Concept

Celia M. Hunter

Summary
Celia Hunter (January 13, 1919 – December 1, 2001) was an American environmentalist and conservationist. She was conferred the highest award by the Sierra Club, The John Muir Award, in 1991. She was presented the highest award by the Wilderness Society, The Robert Marshall Award, in 1998. Celia M. Hunter was born January 13, 1919, in Arlington, Washington and was raised a Quaker on a small farm during the Great Depression. Being raised a Quaker instilled values in her that she carried throughout her life. Hunter's values gave her the confidence to follow dreams like becoming a pilot, even though they were unconventional paths for women. In Hunter's young adult years she worked as a clerk for Weyerhaeuser Timber Company. On her way to work, she drove past Everett Airport.

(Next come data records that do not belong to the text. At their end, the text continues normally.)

#[cfg(test)]
mod tests {
    use approx::assert_relative_eq;

    use super::*;
    use crate::{
        data::{test_event, EventHeader, GenEventBuilder, ParticleRecord},
        utils::vectors::{Vec3, Vec4},
        RjpsiError,
    };

    const MUON_MASS: f64 = 0.105_658_375_5;

    fn muon(pdg_id: i32, pt: f64, phi: f64) -> ParticleRecord {
        ParticleRecord::new(
            pdg_id,
            1,
            Vec4::from_pt_eta_phi_m(pt, 0.2, phi, MUON_MASS),
            Vec3::new(0.1, 0.1, 0.0),
        )
        .with_charge(-pdg_id.signum())
    }

    /// A J/psi decaying to two muons, produced at the end of a chain of hadrons listed outermost
    /// first. `n_extra` further muons come from the innermost hadron, or from nowhere without
    /// one.
    fn chain(ancestors: &[i32], n_extra: usize) -> GenEvent {
        let mut builder = GenEventBuilder::new(EventHeader::default());
        let mut mother: Option<usize> = None;
        for &pdg_id in ancestors {
            let hadron = ParticleRecord::new(
                pdg_id,
                2,
                Vec4::from_pt_eta_phi_m(25.0, 0.2, 0.4, 5.3),
                Vec3::zero(),
            );
            let mothers: Vec<usize> = mother.into_iter().collect();
            mother = Some(builder.add_with_mothers(hadron, &mothers));
        }
        let mothers: Vec<usize> = mother.into_iter().collect();
        let mu_plus = muon(-13, 8.0, 0.3);
        let mu_minus = muon(13, 6.0, 0.6);
        let jpsi = builder.add_with_mothers(
            ParticleRecord::new(443, 2, mu_plus.p4 + mu_minus.p4, Vec3::new(0.1, 0.1, 0.0)),
            &mothers,
        );
        builder.add_with_mothers(mu_minus, &[jpsi]);
        builder.add_with_mothers(mu_plus, &[jpsi]);
        for i in 0..n_extra {
            builder.add_with_mothers(muon(-13, 4.0 - i as f64, 1.0), &mothers);
        }
        builder.build().unwrap()
    }

    fn rejection(outcomes: &[Outcome]) -> &Rejection {
        match outcomes {
            [Outcome::Rejected(rejection)] => rejection,
            other => panic!("expected a single rejection, got {other:?}"),
        }
    }

    #[test]
    fn test_fixture_row() {
        let event = test_event();
        let outcomes = Inspector::default().inspect_event(&event);
        assert_eq!(outcomes.len(), 1);
        let row = outcomes[0].row().unwrap();
        assert_relative_eq!(row.mu1_pt, 10.0, epsilon = 1e-9);
        assert_relative_eq!(row.mu2_pt, 5.0, epsilon = 1e-9);
        assert_relative_eq!(row.mu3_pt, 4.0, epsilon = 1e-9);
        assert_relative_eq!(row.bhad_pt, 30.0, epsilon = 1e-9);
        assert_relative_eq!(row.bhad_m, 5.28, epsilon = 1e-9);
        assert_relative_eq!(row.lxyz, 0.2, epsilon = 1e-12);
        assert_eq!(row.bhad_pdgid, 541.0);
        assert_eq!(row.mmm_q, 1.0);
        assert_eq!(row.is3m, 1.0);
        assert_eq!(row.n_jpsi, 1.0);
        assert_eq!(row.n_extra_mu, 1.0);
        assert_eq!(row.run, 1.0);
        assert_eq!(row.lumi, 7.0);
        assert_eq!(row.event, 1234.0);
        assert_eq!(row.qscale, 42.5);
        assert!(row.ct.is_finite() && row.ct > 0.0);
        assert!(row.ctau_weight_central.is_finite());
        for value in [row.m2_miss, row.q2, row.e_star_mu3, row.m2_miss_reco, row.q2_reco] {
            assert!(value.is_finite());
        }
    }

    #[test]
    fn test_signal_leptons_are_ordered() {
        for event in [test_event(), chain(&[521], 1), chain(&[5203, 5122], 2)] {
            for outcome in Inspector::default().inspect_event(&event) {
                let row = outcome.row().unwrap();
                assert!(row.mu1_pt >= row.mu2_pt);
            }
        }
    }

    #[test]
    fn test_zero_ancestor_candidate_emits_nothing() {
        let outcomes = Inspector::default().inspect_event(&chain(&[], 1));
        assert_eq!(rejection(&outcomes), &Rejection::NoAncestor);
        // a string is below the hadron threshold
        let outcomes = Inspector::default().inspect_event(&chain(&[92], 1));
        assert_eq!(rejection(&outcomes), &Rejection::NoAncestor);
    }

    #[test]
    fn test_diquark_origin_uses_inner_hadron() {
        let outcomes = Inspector::default().inspect_event(&chain(&[5203, 5122], 1));
        let row = outcomes[0].row().unwrap();
        assert_eq!(row.bhad_pdgid, 5122.0);
        assert_eq!(row.n_extra_mu, 1.0);
    }

    #[test]
    fn test_diquarks_from_several_branches_are_never_the_origin() {
        let mut builder = GenEventBuilder::new(EventHeader::default());
        let hadron = |pdg_id| {
            ParticleRecord::new(
                pdg_id,
                2,
                Vec4::from_pt_eta_phi_m(25.0, 0.2, 0.4, 5.6),
                Vec3::zero(),
            )
        };
        let bottom = builder.add(hadron(5203));
        let light = builder.add(hadron(-2101));
        let lambda_b = builder.add_with_mothers(hadron(5122), &[bottom, light]);
        let mu_plus = muon(-13, 8.0, 0.3);
        let mu_minus = muon(13, 6.0, 0.6);
        let jpsi = builder.add_with_mothers(
            ParticleRecord::new(443, 2, mu_plus.p4 + mu_minus.p4, Vec3::new(0.1, 0.1, 0.0)),
            &[lambda_b],
        );
        builder.add_with_mothers(mu_minus, &[jpsi]);
        builder.add_with_mothers(mu_plus, &[jpsi]);
        builder.add_with_mothers(muon(-13, 4.0, 1.0), &[lambda_b]);
        let event = builder.build().unwrap();

        let outcomes = Inspector::default().inspect_event(&event);
        let row = outcomes[0].row().unwrap();
        assert_eq!(row.bhad_pdgid, 5122.0);

        // a chain ending in a b diquark alone has no origin at all
        let outcomes = Inspector::default().inspect_event(&chain(&[5203], 1));
        assert_eq!(rejection(&outcomes), &Rejection::NoAncestor);
    }

    #[test]
    fn test_too_few_signal_leptons() {
        let mut event = chain(&[521], 1);
        let jpsi = event.select(|p| p.pdg_id == 443)[0];
        let daughters = event.particle(jpsi).daughters.clone();
        let mut particles = event.particles().to_vec();
        for index in daughters {
            // decayed further, with no stable descendants listed
            particles[index].status = 2;
        }
        event = GenEvent::new(*event.header(), particles).unwrap();

        let outcomes = Inspector::default().inspect_event(&event);
        match rejection(&outcomes) {
            Rejection::TooFewSignalLeptons { n_signal, row } => {
                assert_eq!(*n_signal, 0);
                assert_eq!(row.bhad_pdgid, 521.0);
                assert!(row.mu1_pt.is_nan());
            }
            other => panic!("unexpected rejection {other:?}"),
        }

        let mut rows: Vec<OutputRow> = Vec::new();
        let summary = Inspector::default()
            .run(vec![Ok(event)], &mut rows)
            .unwrap();
        assert!(rows.is_empty());
        assert_eq!(summary.rows, 0);
        assert_eq!(summary.rejections.get("too few signal leptons"), Some(&1));
    }

    #[test]
    fn test_not_dileptonic() {
        let inspector = Inspector::new(InspectorConfig {
            lepton_pdg_id: 11,
            ..Default::default()
        });
        let outcomes = inspector.inspect_event(&test_event());
        assert_eq!(
            rejection(&outcomes),
            &Rejection::NotDileptonic { n_leptons: 0 }
        );
    }

    #[test]
    fn test_no_extra_lepton() {
        let outcomes = Inspector::default().inspect_event(&chain(&[521], 0));
        let rejection = rejection(&outcomes);
        assert_eq!(rejection.label(), "no extra lepton");
        let partial = rejection.partial_row().unwrap();
        assert_eq!(partial.is3m, 0.0);
        assert_relative_eq!(partial.mu1_pt, 8.0, epsilon = 1e-9);
        assert!(partial.mu3_pt.is_nan());
    }

    #[test]
    fn test_not_from_b_hadron() {
        let outcomes = Inspector::default().inspect_event(&chain(&[100443], 1));
        match rejection(&outcomes) {
            Rejection::NotFromBHadron { pdg_id, row } => {
                assert_eq!(*pdg_id, 100443);
                assert!(row.m2_miss.is_finite());
            }
            other => panic!("unexpected rejection {other:?}"),
        }
    }

    #[test]
    fn test_two_candidates_one_unresolvable() {
        let event = test_event();
        let header = *event.header();
        let mut particles = event.particles().to_vec();
        let jpsi = particles.len();
        let mut prompt = ParticleRecord::new(443, 2, Vec4::new(0.0, 0.0, 5.0, 6.0), Vec3::zero());
        // produced from the string, so the walk stops immediately
        prompt.mothers = vec![3];
        prompt.daughters = vec![jpsi + 1, jpsi + 2];
        particles[3].daughters.push(jpsi);
        particles.push(prompt);
        for (pdg_id, pt) in [(13, 3.0), (-13, 2.0)] {
            let mut mu = muon(pdg_id, pt, 2.0);
            mu.mothers = vec![jpsi];
            particles.push(mu);
        }
        let event = GenEvent::new(header, particles).unwrap();

        let outcomes = Inspector::default().inspect_event(&event);
        assert_eq!(outcomes.len(), 2);
        assert_eq!(outcomes[1], Outcome::Rejected(Rejection::NoAncestor));
        let row = outcomes[0].row().unwrap();
        assert_eq!(row.n_jpsi, 2.0);
        assert_eq!(row.n_extra_mu, 3.0);
        assert_relative_eq!(row.mu3_pt, 4.0, epsilon = 1e-9);

        let mut rows: Vec<OutputRow> = Vec::new();
        let summary = Inspector::default()
            .run(vec![Ok(event)], &mut rows)
            .unwrap();
        assert_eq!(rows.len(), 1);
        assert_eq!(summary.candidates, 2);
        assert_eq!(summary.rejections.get("no ancestor"), Some(&1));
    }

    #[test]
    fn test_output_is_idempotent() {
        let events = || vec![test_event(), chain(&[5203, 5122], 2), chain(&[521], 1)];
        let inspector = Inspector::default();
        let mut first: Vec<OutputRow> = Vec::new();
        let mut second: Vec<OutputRow> = Vec::new();
        inspector
            .run(events().into_iter().map(Ok), &mut first)
            .unwrap();
        inspector
            .run(events().into_iter().map(Ok), &mut second)
            .unwrap();
        assert_eq!(first.len(), 3);
        let bits = |rows: &[OutputRow]| {
            rows.iter()
                .flat_map(|row| row.values())
                .map(f64::to_bits)
                .collect::<Vec<_>>()
        };
        assert_eq!(bits(&first), bits(&second));
    }

    #[test]
    fn test_run_summary_and_limits() {
        let events: Vec<RjpsiResult<GenEvent>> = vec![
            Ok(test_event()),
            Ok(chain(&[], 1)),
            Ok(chain(&[521], 0)),
            Ok(test_event()),
        ];
        let mut rows: Vec<OutputRow> = Vec::new();
        let mut seen = 0;
        let summary = Inspector::default()
            .run_with_progress(events, &mut rows, |n| seen += n)
            .unwrap();
        assert_eq!(seen, 4);
        assert_eq!(summary.events, 4);
        assert_eq!(summary.candidates, 4);
        assert_eq!(summary.rows, 2);
        assert_eq!(summary.rejected(), 2);
        assert_eq!(
            summary.rejections.keys().copied().collect::<Vec<_>>(),
            vec!["no ancestor", "no extra lepton"]
        );
        assert_eq!(rows.len(), 2);

        let limited = Inspector::new(InspectorConfig {
            max_events: Some(1),
            ..Default::default()
        });
        let mut rows: Vec<OutputRow> = Vec::new();
        let summary = limited
            .run((0..10).map(|_| Ok(test_event())), &mut rows)
            .unwrap();
        assert_eq!(summary.events, 1);
        assert_eq!(rows.len(), 1);
    }

    #[test]
    fn test_run_stops_on_error() {
        let events: Vec<RjpsiResult<GenEvent>> = vec![
            Ok(test_event()),
            Err(RjpsiError::Custom("corrupt".to_string())),
        ];
        let mut rows: Vec<OutputRow> = Vec::new();
        let result = Inspector::default().run(events, &mut rows);
        assert!(matches!(result, Err(RjpsiError::Custom(_))));
    }

    #[test]
    fn test_custom_namer() {
        struct Codes;
        impl ParticleNamer for Codes {
            fn name(&self, pdg_id: i32) -> Option<String> {
                Some(pdg_id.to_string())
            }
        }
        let inspector = Inspector::default().with_namer(Codes);
        assert_eq!(inspector.namer.display_name(541), "541");
        assert_eq!(inspector.inspect_event(&test_event()).len(), 1);
    }
}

Her first flight lesson was the week following her 21st birthday, and she was immediately addicted. Environmentalist and conservationist have become synonymous with Hunter; however, when she first came to Alaska, she did not consider herself a conservationist or an environmentalist. Hunter trained as a pilot and eventually served as a pilot during World War II, becoming a member of the Women Airforce Service Pilots, also known as the WASPs, and graduating with class 43-W5. Hunter flew planes from the factories to training centers and ports of embarkation throughout the USA. She successfully completed each upgrading until she was qualified to fly the most sophisticated fighter planes in the US military. The US Ferrying Division ruled that women should not be allowed to ferry military fighter planes any farther north than Great Falls, Montana. "We ferried them from factories clear across the US, but 'sorry, gals, turn them over to the men here' and they got to fly them on the Northwest Staging Route through Edmonton, Fort Nelson, Watson Lake, and Whitehorse to Fairbanks," Hunter told students at Linfield College during a 1997 speech. Two years later, Hunter and her good friend and fellow WASP, Ginny Hill Wood, decided that they would get to Fairbanks on their own, just to see what their male colleagues had been talking about.